──────── Extracted entries ────────

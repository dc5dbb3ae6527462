//! Registry of tools that can be turned into task units
//!
//! Each [`ToolSpec`] is a named constructor: a command template plus the rule that
//! names its output file. The dispatcher never looks at the registry; callers build
//! [`TaskUnit`]s from it and hand those over.

use crate::config::{RunConfig, TARGET_PLACEHOLDER, ToolDefinition, ToolsConfig};
use crate::error::{Error, Result};
use crate::output;
use crate::task::TaskUnit;
use std::collections::BTreeMap;
use std::path::Path;

/// Environment variable carrying the target
pub const ENV_TARGET: &str = "MADRECON_TARGET";
/// Environment variable carrying the task name
pub const ENV_TASK: &str = "MADRECON_TASK";
/// Environment variable carrying the custom headers, one per line
pub const ENV_HEADERS: &str = "MADRECON_HEADERS";

/// Name of the built-in historical URL collector
pub const WAYBACK: &str = "wayback";
/// Name of the built-in HTTP probe
pub const HTTPX: &str = "httpx";

/// Command template for one tool
#[derive(Debug, Clone, PartialEq, Eq)]
pub struct ToolSpec {
    name: String,
    program: String,
    args: Vec<String>,
    header_flag: Option<String>,
}

impl ToolSpec {
    /// New tool with a `{target}`-only argument list
    pub fn new(name: impl Into<String>, program: impl Into<String>) -> Self {
        Self {
            name: name.into(),
            program: program.into(),
            args: vec![TARGET_PLACEHOLDER.to_string()],
            header_flag: None,
        }
    }

    /// Replace the argument template
    pub fn with_args<I, S>(mut self, args: I) -> Self
    where
        I: IntoIterator<Item = S>,
        S: Into<String>,
    {
        self.args = args.into_iter().map(Into::into).collect();
        self
    }

    /// Accept custom headers, each passed as `<flag> <header>`
    pub fn with_header_flag(mut self, flag: impl Into<String>) -> Self {
        self.header_flag = Some(flag.into());
        self
    }

    /// Tool name
    pub fn name(&self) -> &str {
        &self.name
    }

    /// Default program
    pub fn program(&self) -> &str {
        &self.program
    }

    /// Whether the tool receives custom headers as arguments
    pub fn accepts_headers(&self) -> bool {
        self.header_flag.is_some()
    }

    /// Build the task unit for one run
    ///
    /// `program_override` replaces the default program (e.g. an explicit binary path).
    pub fn build(
        &self,
        target: &str,
        headers: &[String],
        output_dir: &Path,
        program_override: Option<&Path>,
    ) -> TaskUnit {
        let program = program_override
            .map(|p| p.display().to_string())
            .unwrap_or_else(|| self.program.clone());

        let mut task = TaskUnit::new(
            &self.name,
            program,
            output::output_path(output_dir, &self.name, target),
        )
        .args(
            self.args
                .iter()
                .map(|arg| arg.replace(TARGET_PLACEHOLDER, target)),
        )
        .env(ENV_TARGET, target)
        .env(ENV_TASK, &self.name);

        if let Some(flag) = &self.header_flag {
            for header in headers {
                task = task.arg(flag).arg(header);
            }
        }

        if !headers.is_empty() {
            task = task.env(ENV_HEADERS, headers.join("\n"));
        }

        task
    }
}

impl From<&ToolDefinition> for ToolSpec {
    fn from(def: &ToolDefinition) -> Self {
        let spec = ToolSpec::new(&def.name, &def.program).with_args(def.args.iter().cloned());
        match &def.header_flag {
            Some(flag) => spec.with_header_flag(flag),
            None => spec,
        }
    }
}

/// Named tool constructors
#[derive(Debug, Clone, Default)]
pub struct ToolRegistry {
    tools: BTreeMap<String, ToolSpec>,
}

impl ToolRegistry {
    /// Empty registry
    pub fn new() -> Self {
        Self::default()
    }

    /// Registry with the built-in tools (`wayback`, `httpx`)
    pub fn builtin() -> Self {
        let mut registry = Self::new();
        registry.register(ToolSpec::new(WAYBACK, "waybackurls"));
        registry.register(
            ToolSpec::new(HTTPX, "httpx")
                .with_args([
                    "-u",
                    TARGET_PLACEHOLDER,
                    "-silent",
                    "-status-code",
                    "-follow-redirects",
                ])
                .with_header_flag("-H"),
        );
        registry
    }

    /// Built-in tools plus the user-defined ones from the config
    pub fn from_config(tools: &ToolsConfig) -> Self {
        let mut registry = Self::builtin();
        for def in &tools.custom {
            if let Some(previous) = registry.register(ToolSpec::from(def)) {
                tracing::debug!(tool = %previous.name, "custom tool replaces built-in");
            }
        }
        registry
    }

    /// Register a tool, returning the one it replaced
    pub fn register(&mut self, spec: ToolSpec) -> Option<ToolSpec> {
        self.tools.insert(spec.name.clone(), spec)
    }

    /// Look up a tool by name
    pub fn get(&self, name: &str) -> Option<&ToolSpec> {
        self.tools.get(name)
    }

    /// Registered tool names, sorted
    pub fn names(&self) -> impl Iterator<Item = &str> {
        self.tools.keys().map(String::as_str)
    }

    /// Registered tools, sorted by name
    pub fn iter(&self) -> impl Iterator<Item = &ToolSpec> {
        self.tools.values()
    }

    /// Number of registered tools
    pub fn len(&self) -> usize {
        self.tools.len()
    }

    /// Whether no tool is registered
    pub fn is_empty(&self) -> bool {
        self.tools.is_empty()
    }

    /// Resolve a selection to tool specs
    ///
    /// An empty selection means every registered tool. Unknown names are a
    /// configuration error; duplicates are collapsed.
    pub fn select(&self, names: &[String]) -> Result<Vec<&ToolSpec>> {
        if names.is_empty() {
            if self.tools.is_empty() {
                return Err(Error::NoTasksSelected);
            }
            return Ok(self.tools.values().collect());
        }

        let mut selected: Vec<&ToolSpec> = Vec::with_capacity(names.len());
        for name in names {
            let spec = self.get(name).ok_or_else(|| {
                Error::config(
                    "selected_tasks",
                    format!(
                        "unknown tool '{}' (available: {})",
                        name,
                        self.names().collect::<Vec<_>>().join(", ")
                    ),
                )
            })?;
            if !selected.iter().any(|s| s.name == spec.name) {
                selected.push(spec);
            }
        }

        Ok(selected)
    }

    /// Build the task units for a validated run configuration
    pub fn build_tasks(&self, config: &RunConfig) -> Result<Vec<TaskUnit>> {
        let tasks: Vec<TaskUnit> = self
            .select(&config.selected_tasks)?
            .into_iter()
            .map(|spec| {
                spec.build(
                    &config.target,
                    &config.headers,
                    &config.output_dir,
                    config.tools.paths.get(spec.name()).map(|p| p.as_path()),
                )
            })
            .collect();

        if tasks.is_empty() {
            return Err(Error::NoTasksSelected);
        }
        Ok(tasks)
    }
}
//! Output directory management and per-task file naming

use crate::error::{Error, Result};
use std::path::{Path, PathBuf};

/// Reduce a target to something usable inside a file name
///
/// Drops a leading `scheme://`, trailing slashes, and replaces every character
/// outside `[A-Za-z0-9._-]` with `_`.
pub fn sanitize_target(target: &str) -> String {
    let trimmed = target.trim();
    let without_scheme = trimmed
        .split_once("://")
        .map(|(_, rest)| rest)
        .unwrap_or(trimmed);
    let without_slash = without_scheme.trim_end_matches('/');

    without_slash
        .chars()
        .map(|c| {
            if c.is_ascii_alphanumeric() || matches!(c, '.' | '-' | '_') {
                c
            } else {
                '_'
            }
        })
        .collect()
}

/// File name for a task's output: `{task}_{target}.txt`
pub fn output_file_name(task: &str, target: &str) -> String {
    format!("{}_{}.txt", task, sanitize_target(target))
}

/// Full output path for a task inside `dir`
pub fn output_path(dir: &Path, task: &str, target: &str) -> PathBuf {
    dir.join(output_file_name(task, target))
}

/// Make sure the output directory exists and is a directory
pub async fn ensure_output_dir(dir: &Path) -> Result<()> {
    tokio::fs::create_dir_all(dir).await?;

    let metadata = tokio::fs::metadata(dir).await?;
    if !metadata.is_dir() {
        return Err(Error::config(
            "output_dir",
            format!("{} is not a directory", dir.display()),
        ));
    }

    tracing::debug!(dir = ?dir, "output directory ready");
    Ok(())
}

────────

Exercise instructions: Show every line above in which the word "httpx" is found.

Response to the exercise:
pub const HTTPX: &str = "httpx";
    /// Registry with the built-in tools (`wayback`, `httpx`)
            ToolSpec::new(HTTPX, "httpx")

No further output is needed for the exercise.